──────── DATA IN THIS EXERCISE

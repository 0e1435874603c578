use std::borrow::Cow;

const MAX_API_ERROR_CHARS: usize = 300;

const PREFIX_PATTERNS: [&str; 5] = ["AIza", "ya29.", "GOCSPX-", "eyJ", "sk-"];

const MARKER_PATTERNS: [&str; 11] = [
    "Authorization: Bearer ",
    "authorization: bearer ",
    "\"authorization\":\"Bearer ",
    "key=",
    "access_token=",
    "client_secret=",
    "code=",
    "\"api_key\":\"",
    "\"access_token\":\"",
    "\"refresh_token\":\"",
    "\"client_secret\":\"",
];

// Short patterns that also occur inside ordinary words ("task-", "errorcode=").
const WORD_ANCHORED_PATTERNS: [&str; 2] = ["sk-", "code="];

fn is_secret_char(c: char) -> bool {
    c.is_ascii_alphanumeric() || matches!(c, '-' | '_' | '.' | ':' | '+' | '/' | '=')
}

fn token_end(input: &str, from: usize) -> usize {
    let mut end = from;
    for (i, c) in input[from..].char_indices() {
        if is_secret_char(c) {
            end = from + i + c.len_utf8();
        } else {
            break;
        }
    }
    end
}

fn continues_word(input: &str, at: usize) -> bool {
    input[..at]
        .chars()
        .next_back()
        .is_some_and(|c| c.is_ascii_alphanumeric() || matches!(c, '_' | '-'))
}

fn scrub_after_marker(scrubbed: &mut String, marker: &str) {
    let anchored = WORD_ANCHORED_PATTERNS.contains(&marker);
    let mut search_from = 0;
    while let Some(rel) = scrubbed[search_from..].find(marker) {
        let start = search_from + rel;
        let content_start = start + marker.len();
        if anchored && continues_word(scrubbed, start) {
            search_from = content_start;
            continue;
        }
        let end = token_end(scrubbed, content_start);

        // Skip bare markers without a token value.
        if end == content_start {
            search_from = content_start;
            continue;
        }

        scrubbed.replace_range(start..end, "[REDACTED]");
        search_from = start + "[REDACTED]".len();
    }
}

/// Scrub API keys and bearer tokens from backend error text.
pub fn scrub_secret_patterns(input: &str) -> Cow<'_, str> {
    let needs_scrubbing = PREFIX_PATTERNS
        .iter()
        .chain(MARKER_PATTERNS.iter())
        .any(|pattern| input.contains(pattern));
    if !needs_scrubbing {
        return Cow::Borrowed(input);
    }

    let mut scrubbed = input.to_string();
    for pattern in PREFIX_PATTERNS.iter().chain(MARKER_PATTERNS.iter()) {
        scrub_after_marker(&mut scrubbed, pattern);
    }
    Cow::Owned(scrubbed)
}

/// Sanitize API error text by scrubbing secrets and truncating length.
pub fn sanitize_api_error(input: &str) -> String {
    let scrubbed = scrub_secret_patterns(input);

    if scrubbed.chars().count() <= MAX_API_ERROR_CHARS {
        return scrubbed.into_owned();
    }

    let scrubbed = scrubbed.as_ref();
    let mut end = MAX_API_ERROR_CHARS;
    while end > 0 && !scrubbed.is_char_boundary(end) {
        end -= 1;
    }

    format!("{}...", &scrubbed[..end])
}

#[cfg(test)]
mod tests {
    use super::*;

    #[test]
    fn clean_text_is_borrowed() {
        let input = "model overloaded, try again";
        assert!(matches!(scrub_secret_patterns(input), Cow::Borrowed(_)));
    }

    #[test]
    fn scrubs_google_api_keys_and_query_keys() {
        let input = "bad key AIzaSyA-1234567890 in ?key=plainsecret123&alt=json";
        let scrubbed = scrub_secret_patterns(input);
        assert!(!scrubbed.contains("AIzaSyA-1234567890"));
        assert!(!scrubbed.contains("plainsecret123"));
        assert_eq!(scrubbed.matches("[REDACTED]").count(), 2);
    }

    #[test]
    fn scrubs_bearer_headers_and_json_tokens() {
        let input = r#"Authorization: Bearer AQVtokenvalue {"access_token":"AQXsecret"}"#;
        let scrubbed = scrub_secret_patterns(input);
        assert!(!scrubbed.contains("AQVtokenvalue"));
        assert!(!scrubbed.contains("AQXsecret"));
    }

    #[test]
    fn short_patterns_only_match_at_word_start() {
        let input = "task-runner failed with errorcode=500";
        assert_eq!(scrub_secret_patterns(input), input);

        let input = "rejected sk-abc123def456 after redirect?code=AQT9xyz";
        let scrubbed = scrub_secret_patterns(input);
        assert!(!scrubbed.contains("sk-abc123def456"));
        assert!(!scrubbed.contains("AQT9xyz"));
        assert_eq!(scrubbed.matches("[REDACTED]").count(), 2);
    }

    #[test]
    fn long_errors_are_truncated_on_char_boundary() {
        let input = "é".repeat(MAX_API_ERROR_CHARS + 10);
        let sanitized = sanitize_api_error(&input);
        assert!(sanitized.ends_with("..."));
        assert!(sanitized.chars().count() <= MAX_API_ERROR_CHARS + 3);
    }
}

────────────────

### YOUR ASSIGNMENT:
Within the records above, tally the lines that contain "iter". Give the total and nothing more.

### ANSWER TO THIS TASK:
3